__WHAT THE TASK ASKS__
Output all the records below, word for word.

__RECORDS FOR THE EXERCISE__
--- --- ---

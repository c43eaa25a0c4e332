//! Streaming credential reader with iterator interface
//!
//! Provides a streaming iterator over credential records from a CSV
//! export. Delegates header resolution to the header module and format
//! concerns to the csv_format module.
//!
//! # Design
//!
//! `CredentialReader::open` scans past any `//` comment preamble, locates
//! the header line, and verifies the required columns before a single
//! data row is touched — a missing header or column aborts the run with
//! no output written. The header line is then re-fed to a `csv::Reader`
//! so rows are bound to columns by name, order-independent.
//!
//! # Row policy
//!
//! Rows too short to supply both the email and the password column are
//! skipped silently; the reader only counts them. Rows with extra fields
//! are processed normally. Only genuine I/O failures are yielded as
//! errors.
//!
//! # Memory Efficiency
//!
//! The reader streams one record at a time and never loads the file into
//! memory.

use crate::io::csv_format::{convert_csv_row, CsvCredentialRow};
use crate::io::header::{read_header_line, verify_required_columns};
use crate::types::{CredentialRecord, SplitError};
use csv::ReaderBuilder;
use std::fs::File;
use std::io::{BufReader, Cursor, Read};
use std::path::Path;

/// Streaming reader over the credential rows of one export file
///
/// Implements `Iterator`, yielding `Result<CredentialRecord, SplitError>`
/// where `Err` is reserved for fatal I/O failures mid-file.
///
/// # Examples
///
/// ```no_run
/// use cred_splitter::io::reader::CredentialReader;
/// use std::path::Path;
///
/// let mut reader = CredentialReader::open(Path::new("export.csv")).unwrap();
/// for result in reader.by_ref() {
///     let record = result.unwrap();
///     println!("{}", record.email);
/// }
/// println!("skipped {} short rows", reader.skipped_rows());
/// ```
pub struct CredentialReader {
    reader: csv::Reader<Box<dyn Read>>,
    skipped_rows: u64,
}

impl CredentialReader {
    /// Open an export file and resolve its header
    ///
    /// Performs, in order: file open, comment-preamble skip, header
    /// location, and required-column verification. Any failure here
    /// means no output file should ever be created for this run.
    ///
    /// # Arguments
    ///
    /// * `path` - Path to the CSV export
    ///
    /// # Returns
    ///
    /// * `Ok(CredentialReader)` positioned at the first data row
    /// * `Err(SplitError::InputNotFound)` if the file does not exist
    /// * `Err(SplitError::HeaderNotFound)` if the file is empty or all
    ///   comments
    /// * `Err(SplitError::ColumnNotFound)` if a required column is absent
    pub fn open(path: &Path) -> Result<Self, SplitError> {
        let file = File::open(path).map_err(|error| match error.kind() {
            std::io::ErrorKind::NotFound => SplitError::input_not_found(path),
            _ => SplitError::from(error),
        })?;
        let mut input = BufReader::new(file);

        let header_line = read_header_line(&mut input)?.ok_or(SplitError::HeaderNotFound)?;

        // Re-chain the consumed header line ahead of the remaining bytes
        // so the CSV reader sees a normal headed file.
        let source: Box<dyn Read> = Box::new(Cursor::new(header_line).chain(input));
        let mut reader = ReaderBuilder::new()
            .flexible(true)
            .buffer_capacity(8 * 1024)
            .from_reader(source);

        let headers = reader.headers()?.clone();
        verify_required_columns(&headers)?;

        Ok(Self {
            reader,
            skipped_rows: 0,
        })
    }

    /// Number of rows skipped so far under the short-row policy
    pub fn skipped_rows(&self) -> u64 {
        self.skipped_rows
    }
}

impl Iterator for CredentialReader {
    type Item = Result<CredentialRecord, SplitError>;

    /// Get the next credential record from the export
    ///
    /// Rows that fail to deserialize (short of a required column, or
    /// CSV-malformed) are skipped without an item being yielded; only
    /// I/O failures surface as `Err`.
    ///
    /// # Returns
    ///
    /// * `Some(Ok(CredentialRecord))` - Successfully extracted record
    /// * `Some(Err(SplitError))` - Fatal I/O failure
    /// * `None` - End of file reached
    fn next(&mut self) -> Option<Self::Item> {
        loop {
            let mut records = self.reader.deserialize::<CsvCredentialRow>();

            match records.next()? {
                Ok(row) => return Some(Ok(convert_csv_row(row))),
                Err(error) if error.is_io_error() => return Some(Err(error.into())),
                Err(_) => {
                    // Short or malformed row: skip silently, count only.
                    self.skipped_rows += 1;
                }
            }
        }
    }
}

--- --- ---

__OUTPUT OF THE EXERCISE__
repository c43eaa25a0c4e332
//! Streaming credential reader with iterator interface
//!
//! Provides a streaming iterator over credential records from a CSV
//! export. Delegates header resolution to the header module and format
//! concerns to the csv_format module.
//!
//! # Design
//!
//! `CredentialReader::open` scans past any `//` comment preamble, locates
//! the header line, and verifies the required columns before a single
//! data row is touched — a missing header or column aborts the run with
//! no output written. The header line is then re-fed to a `csv::Reader`
//! so rows are bound to columns by name, order-independent.
//!
//! # Row policy
//!
//! Rows too short to supply both the email and the password column are
//! skipped silently; the reader only counts them. Rows with extra fields
//! are processed normally. Only genuine I/O failures are yielded as
//! errors.
//!
//! # Memory Efficiency
//!
//! The reader streams one record at a time and never loads the file into
//! memory.

use crate::io::csv_format::{convert_csv_row, CsvCredentialRow};
use crate::io::header::{read_header_line, verify_required_columns};
use crate::types::{CredentialRecord, SplitError};
use csv::ReaderBuilder;
use std::fs::File;
use std::io::{BufReader, Cursor, Read};
use std::path::Path;

/// Streaming reader over the credential rows of one export file
///
/// Implements `Iterator`, yielding `Result<CredentialRecord, SplitError>`
/// where `Err` is reserved for fatal I/O failures mid-file.
///
/// # Examples
///
/// ```no_run
/// use cred_splitter::io::reader::CredentialReader;
/// use std::path::Path;
///
/// let mut reader = CredentialReader::open(Path::new("export.csv")).unwrap();
/// for result in reader.by_ref() {
///     let record = result.unwrap();
///     println!("{}", record.email);
/// }
/// println!("skipped {} short rows", reader.skipped_rows());
/// ```
pub struct CredentialReader {
    reader: csv::Reader<Box<dyn Read>>,
    skipped_rows: u64,
}

impl CredentialReader {
    /// Open an export file and resolve its header
    ///
    /// Performs, in order: file open, comment-preamble skip, header
    /// location, and required-column verification. Any failure here
    /// means no output file should ever be created for this run.
    ///
    /// # Arguments
    ///
    /// * `path` - Path to the CSV export
    ///
    /// # Returns
    ///
    /// * `Ok(CredentialReader)` positioned at the first data row
    /// * `Err(SplitError::InputNotFound)` if the file does not exist
    /// * `Err(SplitError::HeaderNotFound)` if the file is empty or all
    ///   comments
    /// * `Err(SplitError::ColumnNotFound)` if a required column is absent
    pub fn open(path: &Path) -> Result<Self, SplitError> {
        let file = File::open(path).map_err(|error| match error.kind() {
            std::io::ErrorKind::NotFound => SplitError::input_not_found(path),
            _ => SplitError::from(error),
        })?;
        let mut input = BufReader::new(file);

        let header_line = read_header_line(&mut input)?.ok_or(SplitError::HeaderNotFound)?;

        // Re-chain the consumed header line ahead of the remaining bytes
        // so the CSV reader sees a normal headed file.
        let source: Box<dyn Read> = Box::new(Cursor::new(header_line).chain(input));
        let mut reader = ReaderBuilder::new()
            .flexible(true)
            .buffer_capacity(8 * 1024)
            .from_reader(source);

        let headers = reader.headers()?.clone();
        verify_required_columns(&headers)?;

        Ok(Self {
            reader,
            skipped_rows: 0,
        })
    }

    /// Number of rows skipped so far under the short-row policy
    pub fn skipped_rows(&self) -> u64 {
        self.skipped_rows
    }
}

impl Iterator for CredentialReader {
    type Item = Result<CredentialRecord, SplitError>;

    /// Get the next credential record from the export
    ///
    /// Rows that fail to deserialize (short of a required column, or
    /// CSV-malformed) are skipped without an item being yielded; only
    /// I/O failures surface as `Err`.
    ///
    /// # Returns
    ///
    /// * `Some(Ok(CredentialRecord))` - Successfully extracted record
    /// * `Some(Err(SplitError))` - Fatal I/O failure
    /// * `None` - End of file reached
    fn next(&mut self) -> Option<Self::Item> {
        loop {
            let mut records = self.reader.deserialize::<CsvCredentialRow>();

            match records.next()? {
                Ok(row) => return Some(Ok(convert_csv_row(row))),
                Err(error) if error.is_io_error() => return Some(Err(error.into())),
                Err(_) => {
                    // Short or malformed row: skip silently, count only.
                    self.skipped_rows += 1;
                }
            }
        }
    }
}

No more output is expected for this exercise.